* Activity *
Could you reproduce, from the records below, everything from the line with "pub fn line_total(&self)" down to the line with "pub fn compute_totals(items: &[LineItemInput])", keeping both of those lines and changing nothing?

* Data in this exercise *
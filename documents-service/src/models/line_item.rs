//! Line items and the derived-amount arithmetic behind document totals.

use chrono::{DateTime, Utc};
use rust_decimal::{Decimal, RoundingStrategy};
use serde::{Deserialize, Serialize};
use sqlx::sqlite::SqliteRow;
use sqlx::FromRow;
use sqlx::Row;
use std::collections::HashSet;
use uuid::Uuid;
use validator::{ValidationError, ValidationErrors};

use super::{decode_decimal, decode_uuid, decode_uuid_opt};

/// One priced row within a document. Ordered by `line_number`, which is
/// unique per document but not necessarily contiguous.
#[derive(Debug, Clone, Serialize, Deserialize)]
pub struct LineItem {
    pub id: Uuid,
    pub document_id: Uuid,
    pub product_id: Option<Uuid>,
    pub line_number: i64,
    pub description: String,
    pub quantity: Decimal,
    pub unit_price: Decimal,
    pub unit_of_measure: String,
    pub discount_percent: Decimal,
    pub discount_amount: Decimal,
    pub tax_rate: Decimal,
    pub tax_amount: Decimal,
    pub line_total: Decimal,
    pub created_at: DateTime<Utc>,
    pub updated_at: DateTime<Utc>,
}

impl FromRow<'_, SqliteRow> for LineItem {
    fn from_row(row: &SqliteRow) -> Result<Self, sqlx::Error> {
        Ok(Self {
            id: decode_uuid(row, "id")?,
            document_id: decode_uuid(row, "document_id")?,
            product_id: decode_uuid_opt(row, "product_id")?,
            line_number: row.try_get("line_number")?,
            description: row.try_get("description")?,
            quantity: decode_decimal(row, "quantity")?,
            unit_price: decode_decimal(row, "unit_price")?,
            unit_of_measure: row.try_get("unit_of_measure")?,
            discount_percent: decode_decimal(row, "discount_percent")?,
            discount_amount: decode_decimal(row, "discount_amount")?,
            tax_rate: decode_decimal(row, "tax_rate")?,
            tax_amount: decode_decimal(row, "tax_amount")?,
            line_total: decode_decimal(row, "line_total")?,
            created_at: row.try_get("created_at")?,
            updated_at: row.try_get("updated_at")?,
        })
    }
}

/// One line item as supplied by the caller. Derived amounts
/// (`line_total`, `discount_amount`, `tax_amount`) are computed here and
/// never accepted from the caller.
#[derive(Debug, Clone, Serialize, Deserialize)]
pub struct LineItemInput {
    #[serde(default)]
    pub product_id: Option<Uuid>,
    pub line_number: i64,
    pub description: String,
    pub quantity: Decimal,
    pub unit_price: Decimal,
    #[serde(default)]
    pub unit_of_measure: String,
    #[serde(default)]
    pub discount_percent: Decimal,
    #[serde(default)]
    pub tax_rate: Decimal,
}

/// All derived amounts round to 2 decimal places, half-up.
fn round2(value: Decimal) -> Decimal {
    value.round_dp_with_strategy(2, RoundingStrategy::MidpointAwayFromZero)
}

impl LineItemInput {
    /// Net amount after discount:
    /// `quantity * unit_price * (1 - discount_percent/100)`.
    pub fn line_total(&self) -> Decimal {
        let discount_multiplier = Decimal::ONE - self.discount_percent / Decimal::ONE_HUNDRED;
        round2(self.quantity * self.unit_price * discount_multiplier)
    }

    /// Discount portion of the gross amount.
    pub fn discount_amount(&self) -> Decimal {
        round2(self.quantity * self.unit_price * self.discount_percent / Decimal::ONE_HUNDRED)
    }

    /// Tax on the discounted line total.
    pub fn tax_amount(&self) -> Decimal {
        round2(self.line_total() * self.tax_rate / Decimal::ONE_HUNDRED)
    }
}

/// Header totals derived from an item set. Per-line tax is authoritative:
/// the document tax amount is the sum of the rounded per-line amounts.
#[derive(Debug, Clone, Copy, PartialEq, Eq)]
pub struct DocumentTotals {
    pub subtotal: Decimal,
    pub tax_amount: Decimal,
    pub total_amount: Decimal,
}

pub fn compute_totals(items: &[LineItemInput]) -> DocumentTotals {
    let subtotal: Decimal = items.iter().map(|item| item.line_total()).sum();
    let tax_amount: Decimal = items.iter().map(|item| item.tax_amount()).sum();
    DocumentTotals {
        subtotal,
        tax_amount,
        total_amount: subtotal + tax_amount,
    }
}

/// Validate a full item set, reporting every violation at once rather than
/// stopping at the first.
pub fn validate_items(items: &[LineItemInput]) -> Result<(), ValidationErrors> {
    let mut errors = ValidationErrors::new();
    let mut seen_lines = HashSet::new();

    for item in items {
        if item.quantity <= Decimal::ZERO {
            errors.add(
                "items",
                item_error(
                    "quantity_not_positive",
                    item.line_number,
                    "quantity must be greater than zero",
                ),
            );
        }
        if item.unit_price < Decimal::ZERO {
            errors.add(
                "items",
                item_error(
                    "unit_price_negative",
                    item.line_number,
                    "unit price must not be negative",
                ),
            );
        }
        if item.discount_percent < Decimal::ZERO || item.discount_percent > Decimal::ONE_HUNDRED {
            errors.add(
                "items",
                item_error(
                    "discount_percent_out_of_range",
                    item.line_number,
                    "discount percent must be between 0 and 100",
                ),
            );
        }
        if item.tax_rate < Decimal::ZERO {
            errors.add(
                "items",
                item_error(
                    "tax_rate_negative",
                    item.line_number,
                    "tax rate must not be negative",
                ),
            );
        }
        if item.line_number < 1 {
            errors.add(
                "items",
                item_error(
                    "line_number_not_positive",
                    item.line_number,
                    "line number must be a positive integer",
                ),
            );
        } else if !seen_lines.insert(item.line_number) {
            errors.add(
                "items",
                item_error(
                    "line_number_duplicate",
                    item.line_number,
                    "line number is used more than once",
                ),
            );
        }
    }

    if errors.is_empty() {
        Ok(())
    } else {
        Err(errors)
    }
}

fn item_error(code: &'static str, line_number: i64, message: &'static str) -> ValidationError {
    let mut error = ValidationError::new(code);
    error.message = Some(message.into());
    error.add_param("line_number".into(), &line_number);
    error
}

...

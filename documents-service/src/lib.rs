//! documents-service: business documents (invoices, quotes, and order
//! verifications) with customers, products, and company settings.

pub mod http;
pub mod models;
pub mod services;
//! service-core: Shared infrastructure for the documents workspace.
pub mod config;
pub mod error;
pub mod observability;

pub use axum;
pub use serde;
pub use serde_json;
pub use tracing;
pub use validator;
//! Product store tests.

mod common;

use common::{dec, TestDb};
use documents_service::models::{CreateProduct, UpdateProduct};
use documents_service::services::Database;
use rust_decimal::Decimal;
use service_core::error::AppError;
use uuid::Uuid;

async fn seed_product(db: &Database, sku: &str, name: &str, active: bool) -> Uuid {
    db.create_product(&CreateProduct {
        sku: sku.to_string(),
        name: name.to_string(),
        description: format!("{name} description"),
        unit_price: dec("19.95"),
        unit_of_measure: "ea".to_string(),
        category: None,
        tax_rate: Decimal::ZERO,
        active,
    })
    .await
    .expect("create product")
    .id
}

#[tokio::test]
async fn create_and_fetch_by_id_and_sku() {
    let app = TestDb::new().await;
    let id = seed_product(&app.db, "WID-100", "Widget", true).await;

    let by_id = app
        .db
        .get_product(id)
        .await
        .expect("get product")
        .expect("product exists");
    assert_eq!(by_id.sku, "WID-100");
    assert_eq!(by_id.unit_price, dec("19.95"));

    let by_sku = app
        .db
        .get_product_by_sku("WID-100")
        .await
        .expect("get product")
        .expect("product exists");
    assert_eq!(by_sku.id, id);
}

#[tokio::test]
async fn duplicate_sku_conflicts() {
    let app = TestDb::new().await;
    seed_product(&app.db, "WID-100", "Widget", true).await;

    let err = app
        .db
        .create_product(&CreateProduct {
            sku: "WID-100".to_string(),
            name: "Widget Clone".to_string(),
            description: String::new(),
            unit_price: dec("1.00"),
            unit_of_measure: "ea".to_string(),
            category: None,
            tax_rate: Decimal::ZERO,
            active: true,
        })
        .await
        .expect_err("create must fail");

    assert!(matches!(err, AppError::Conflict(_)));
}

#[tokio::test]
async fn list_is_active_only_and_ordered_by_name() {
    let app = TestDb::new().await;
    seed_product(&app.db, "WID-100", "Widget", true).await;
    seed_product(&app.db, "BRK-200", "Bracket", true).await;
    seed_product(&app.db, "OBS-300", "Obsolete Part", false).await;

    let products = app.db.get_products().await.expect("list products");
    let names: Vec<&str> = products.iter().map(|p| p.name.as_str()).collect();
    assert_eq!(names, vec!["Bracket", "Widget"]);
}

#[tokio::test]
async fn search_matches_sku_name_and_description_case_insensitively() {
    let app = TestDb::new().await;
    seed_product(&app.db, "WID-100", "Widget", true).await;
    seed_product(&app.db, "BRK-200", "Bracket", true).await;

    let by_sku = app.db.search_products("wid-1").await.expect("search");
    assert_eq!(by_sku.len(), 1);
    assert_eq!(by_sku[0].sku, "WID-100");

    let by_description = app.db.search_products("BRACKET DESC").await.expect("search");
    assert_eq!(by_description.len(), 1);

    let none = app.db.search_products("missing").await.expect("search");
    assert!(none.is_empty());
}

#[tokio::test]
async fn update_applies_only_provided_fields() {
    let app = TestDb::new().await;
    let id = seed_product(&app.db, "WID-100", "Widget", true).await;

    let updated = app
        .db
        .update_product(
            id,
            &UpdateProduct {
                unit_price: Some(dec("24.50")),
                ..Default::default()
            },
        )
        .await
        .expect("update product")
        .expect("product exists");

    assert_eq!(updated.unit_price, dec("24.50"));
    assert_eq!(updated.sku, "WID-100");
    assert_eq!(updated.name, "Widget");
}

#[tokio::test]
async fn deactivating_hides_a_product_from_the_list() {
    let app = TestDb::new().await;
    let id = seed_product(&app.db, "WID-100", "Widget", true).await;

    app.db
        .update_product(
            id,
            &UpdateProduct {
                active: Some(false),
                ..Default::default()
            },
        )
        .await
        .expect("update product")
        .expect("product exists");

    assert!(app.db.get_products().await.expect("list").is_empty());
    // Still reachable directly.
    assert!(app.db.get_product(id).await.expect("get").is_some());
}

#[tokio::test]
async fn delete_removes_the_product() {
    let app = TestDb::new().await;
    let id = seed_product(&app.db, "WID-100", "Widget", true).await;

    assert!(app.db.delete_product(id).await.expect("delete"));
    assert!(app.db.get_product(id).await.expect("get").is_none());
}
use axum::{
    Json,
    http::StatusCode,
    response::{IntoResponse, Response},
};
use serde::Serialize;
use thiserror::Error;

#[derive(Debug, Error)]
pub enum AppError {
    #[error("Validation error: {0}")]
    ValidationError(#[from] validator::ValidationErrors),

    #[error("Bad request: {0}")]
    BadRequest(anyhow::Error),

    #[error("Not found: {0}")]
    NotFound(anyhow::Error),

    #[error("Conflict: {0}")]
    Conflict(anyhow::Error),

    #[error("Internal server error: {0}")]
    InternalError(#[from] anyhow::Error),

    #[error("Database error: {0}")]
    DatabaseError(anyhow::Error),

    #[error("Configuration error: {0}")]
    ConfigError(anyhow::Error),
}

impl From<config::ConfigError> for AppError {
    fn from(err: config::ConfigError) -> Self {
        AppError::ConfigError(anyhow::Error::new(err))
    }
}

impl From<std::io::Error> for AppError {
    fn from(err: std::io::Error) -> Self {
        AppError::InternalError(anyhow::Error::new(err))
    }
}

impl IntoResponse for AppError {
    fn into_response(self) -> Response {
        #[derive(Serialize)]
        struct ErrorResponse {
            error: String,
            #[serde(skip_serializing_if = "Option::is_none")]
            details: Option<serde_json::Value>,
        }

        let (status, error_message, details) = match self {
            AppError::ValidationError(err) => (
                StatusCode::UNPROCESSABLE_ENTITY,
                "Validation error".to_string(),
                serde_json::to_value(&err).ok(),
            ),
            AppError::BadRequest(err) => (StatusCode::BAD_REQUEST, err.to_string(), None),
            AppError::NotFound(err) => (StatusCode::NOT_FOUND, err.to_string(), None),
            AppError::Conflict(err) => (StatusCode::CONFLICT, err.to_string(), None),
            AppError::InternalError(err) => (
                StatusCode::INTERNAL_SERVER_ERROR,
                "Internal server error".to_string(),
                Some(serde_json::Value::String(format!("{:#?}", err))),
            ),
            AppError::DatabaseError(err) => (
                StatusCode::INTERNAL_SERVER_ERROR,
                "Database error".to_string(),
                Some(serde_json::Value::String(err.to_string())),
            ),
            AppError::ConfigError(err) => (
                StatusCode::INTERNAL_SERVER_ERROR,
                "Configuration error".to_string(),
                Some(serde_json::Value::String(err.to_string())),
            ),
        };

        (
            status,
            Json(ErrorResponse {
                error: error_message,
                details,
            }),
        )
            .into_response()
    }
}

* Solution to this exercise *
    pub fn line_total(&self) -> Decimal {
        let discount_multiplier = Decimal::ONE - self.discount_percent / Decimal::ONE_HUNDRED;
        round2(self.quantity * self.unit_price * discount_multiplier)
    }

    /// Discount portion of the gross amount.
    pub fn discount_amount(&self) -> Decimal {
        round2(self.quantity * self.unit_price * self.discount_percent / Decimal::ONE_HUNDRED)
    }

    /// Tax on the discounted line total.
    pub fn tax_amount(&self) -> Decimal {
        round2(self.line_total() * self.tax_rate / Decimal::ONE_HUNDRED)
    }
}

/// Header totals derived from an item set. Per-line tax is authoritative:
/// the document tax amount is the sum of the rounded per-line amounts.
#[derive(Debug, Clone, Copy, PartialEq, Eq)]
pub struct DocumentTotals {
    pub subtotal: Decimal,
    pub tax_amount: Decimal,
    pub total_amount: Decimal,
}

pub fn compute_totals(items: &[LineItemInput]) -> DocumentTotals {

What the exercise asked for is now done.